Two isoenzymes of MAO have been identified: MAO-A and MAO-B. Both are found in the central nervous system (CNS) and in the intestine and liver, but they have different substrates and different relative distributions. MAO-A is mainly found in the brain and intestine and is present in serotonin, dopamine, and norepinephrine neurons. In the brain, MAO-A preferentially metabolizes serotonin and norepinephrine, and in the intestine, MAO-A catabolizes amines absorbed into the gastrointestinal (GI) tract, including tyramine. The main substrates for MAO-B, which is found in brain regions rich in serotonergic neurons and in platelets and other tissues, are β-phenylethylamine, dopamine, and tyramine. MAO-B preferentially metabolizes trace amines such as 2-phenylethylamine.
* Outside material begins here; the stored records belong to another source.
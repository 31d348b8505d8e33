//! Jeevesctl library - exposes modules for integration tests.

pub mod commands;
pub mod output;
pub mod runlog;
//! Maintenance pipeline: clean, evict cache, check updates.
//!
//! Fail-soft: every stage's outcome is recorded and the next stage still
//! runs, so a failed cleanup cannot hide whether updates exist. Faults are
//! converted to stage outcomes at the stage boundary; the pipeline itself
//! never terminates abnormally.

use crate::classify::{classify, MaintCommand, Outcome, StepResult};
use crate::config::MaintenanceConfig;
use crate::invoke::{CommandRunner, InvokeError};
use crate::logsink::{LogSink, Severity};
use chrono::{DateTime, Utc};
use serde::{Deserialize, Serialize};
use std::fs;
use std::path::Path;
use std::time::{Duration, Instant};
use thiserror::Error;
use uuid::Uuid;

/// Stage name for the filesystem eviction step.
const EVICT_STEP: &str = "evict-cache";

/// Filesystem failure during cache eviction.
#[derive(Debug, Error)]
#[error("cache eviction failed at {path}: {source}")]
pub struct OsFailure {
    pub path: String,
    #[source]
    pub source: std::io::Error,
}

/// What a successful eviction removed.
#[derive(Debug, Clone, Copy, Default, PartialEq, Eq, Serialize, Deserialize)]
pub struct EvictStats {
    pub entries_removed: usize,
}

/// Aggregate result of one pipeline run.
#[derive(Debug, Clone, Serialize, Deserialize)]
pub struct PipelineReport {
    pub run_id: Uuid,
    pub started_at: DateTime<Utc>,
    pub duration_ms: u64,
    /// One entry per stage, in execution order, regardless of outcomes.
    pub steps: Vec<StepResult>,
    /// True iff the check-updates stage classified as UpdatesAvailable.
    pub updates_available: bool,
}

impl PipelineReport {
    /// True when every stage succeeded (updates existing counts as success).
    pub fn all_ok(&self) -> bool {
        self.steps.iter().all(|s| s.outcome.is_success())
    }
}

/// Runs the maintenance stages in a fixed order.
pub struct MaintenancePipeline<'a> {
    runner: &'a dyn CommandRunner,
    log: &'a dyn LogSink,
    config: &'a MaintenanceConfig,
}

impl<'a> MaintenancePipeline<'a> {
    pub fn new(
        runner: &'a dyn CommandRunner,
        log: &'a dyn LogSink,
        config: &'a MaintenanceConfig,
    ) -> Self {
        Self {
            runner,
            log,
            config,
        }
    }

    /// Run all stages in order and report every stage's fate.
    pub fn run(&self) -> PipelineReport {
        let run_id = Uuid::new_v4();
        let started_at = Utc::now();
        let start = Instant::now();
        self.log
            .log(Severity::Info, &format!("maintenance run {} started", run_id));

        let clean = self.run_command_stage(MaintCommand::CleanAll, self.config.clean_timeout());
        let evict = self.run_eviction_stage();
        let check =
            self.run_command_stage(MaintCommand::CheckUpdate, self.config.check_update_timeout());

        let updates_available = check.outcome == Outcome::UpdatesAvailable;
        let verdict = if updates_available {
            "updates available"
        } else {
            "no updates pending"
        };
        self.log.log(
            Severity::Info,
            &format!("maintenance run {} finished: {}", run_id, verdict),
        );

        PipelineReport {
            run_id,
            started_at,
            duration_ms: start.elapsed().as_millis() as u64,
            steps: vec![clean, evict, check],
            updates_available,
        }
    }

    /// Run one dnf stage; hard invocation failures become stage outcomes.
    fn run_command_stage(&self, command: MaintCommand, timeout: Option<Duration>) -> StepResult {
        let program = self.config.dnf_program.as_str();
        self.log.log(
            Severity::Debug,
            &format!("running {} {}", program, command.args().join(" ")),
        );

        let step = match self.runner.run(program, command.args(), timeout) {
            Ok(result) => {
                self.log.log(
                    Severity::Trace,
                    &format!(
                        "{} exited {} after {}ms",
                        result.command_line(),
                        result.exit_code,
                        result.duration_ms
                    ),
                );
                classify(command, &result)
            }
            Err(err) => fault_step(command.step_name(), &err),
        };
        self.log.log(step.severity, &step.message);
        step
    }

    /// Evict the package cache; an OS failure becomes an UnknownError stage.
    fn run_eviction_stage(&self) -> StepResult {
        let step = match evict_cache(&self.config.cache_dir) {
            Ok(stats) => StepResult {
                step: EVICT_STEP.to_string(),
                outcome: Outcome::Success,
                severity: Severity::Info,
                message: format!(
                    "Cache evicted: {} entries removed from {}.",
                    stats.entries_removed,
                    self.config.cache_dir.display()
                ),
                raw: None,
            },
            Err(failure) => StepResult {
                step: EVICT_STEP.to_string(),
                outcome: Outcome::UnknownError,
                severity: Severity::Critical,
                message: failure.to_string(),
                raw: None,
            },
        };
        self.log.log(step.severity, &step.message);
        step
    }
}

/// Convert a hard invocation failure into a recorded stage outcome.
fn fault_step(step: &str, err: &InvokeError) -> StepResult {
    let (outcome, severity) = match err {
        InvokeError::TimedOut { .. } => (Outcome::TimedOut, Severity::Error),
        InvokeError::Spawn { .. } | InvokeError::Io { .. } => {
            (Outcome::UnknownError, Severity::Critical)
        }
    };
    StepResult {
        step: step.to_string(),
        outcome,
        severity,
        message: err.to_string(),
        raw: None,
    }
}

/// Remove everything under `dir`; the directory itself stays.
///
/// A missing directory counts as an already-empty cache.
pub fn evict_cache(dir: &Path) -> Result<EvictStats, OsFailure> {
    if !dir.exists() {
        return Ok(EvictStats::default());
    }
    let entries = fs::read_dir(dir).map_err(|source| OsFailure {
        path: dir.display().to_string(),
        source,
    })?;

    let mut entries_removed = 0;
    for entry in entries {
        let entry = entry.map_err(|source| OsFailure {
            path: dir.display().to_string(),
            source,
        })?;
        let path = entry.path();
        let removal = if path.is_dir() {
            fs::remove_dir_all(&path)
        } else {
            fs::remove_file(&path)
        };
        removal.map_err(|source| OsFailure {
            path: path.display().to_string(),
            source,
        })?;
        entries_removed += 1;
    }
    Ok(EvictStats { entries_removed })
}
Both MAO-A and MAO-B metabolize dopamine.4,6

Inhibition of MAO-A increases the levels of serotonin and norepinephrine and, to a lesser extent, dopamine, as dopamine will still be metabolized by MAO-B (Figure 1).7 Inhibiting MAO-B has little effect on serotonin and norepinephrine levels, and dopamine levels will not rise substantially due to continued metabolism by MAO-A. MAO-A preferentially metabolizes all 3 of the monoamines most associated with depression, and inhibition of MAO-A in the brain is needed for an antidepressant effect. However, inhibiting both MAO-A and MAO-B leads to a greater increase in all 3 neurotransmitters than inhibition of either alone.7

MAOIs can be either nonselective or selective. Nonselective MAOIs inhibit both isoenzymes, whereas selective MAOIs inhibit either MAO-A or MAO-B. The classic oral MAOIs approved to treat depression in the United States (isocarboxazid, phenelzine, and tranylcypromine) are all nonselective. Oral selegiline is a selective inhibitor of MAO-B and is approved at low doses (10 mg/d) as an adjunct to carbidopa/levodopa to treat Parkinson’s disease. However, at doses high enough to induce an antidepressant effect (30 to 60 mg/d), oral selegiline loses its selectivity and inhibits both MAO-A and MAO-B.8-10

All MAOIs approved to treat depression in the United States are irreversible, meaning they bind to MAO for the life of the enzyme. Once the medication is stopped, a period of 7 to 10 days is required for new MAO enzyme to be generated and enzymatic activity to resume.4

Adverse Effects and Mechanism of Action

The most common early side effects of oral MAOIs include insomnia, sedation, orthostatic hypotension, dizziness, and nausea. Later side effects reported for MAOIs include weight gain, edema, muscle pain, myoclonus, paresthesia, and sexual dysfunction.11 The most serious adverse effects associated with MAOIs, however, are due to food and drug interactions.

Food interactions. Tyramine is a trace amine, found in many foods, that acts as an indirect sympathomimetic.12 MAO-A metabolizes dietary tyramine in the GI system and liver, which restricts the uptake of tyramine into the circulatory system. Irreversible inhibition of intestinal MAO-A, via oral delivery of an MAOI, can therefore lead to serious interactions with foods containing high levels of tyramine.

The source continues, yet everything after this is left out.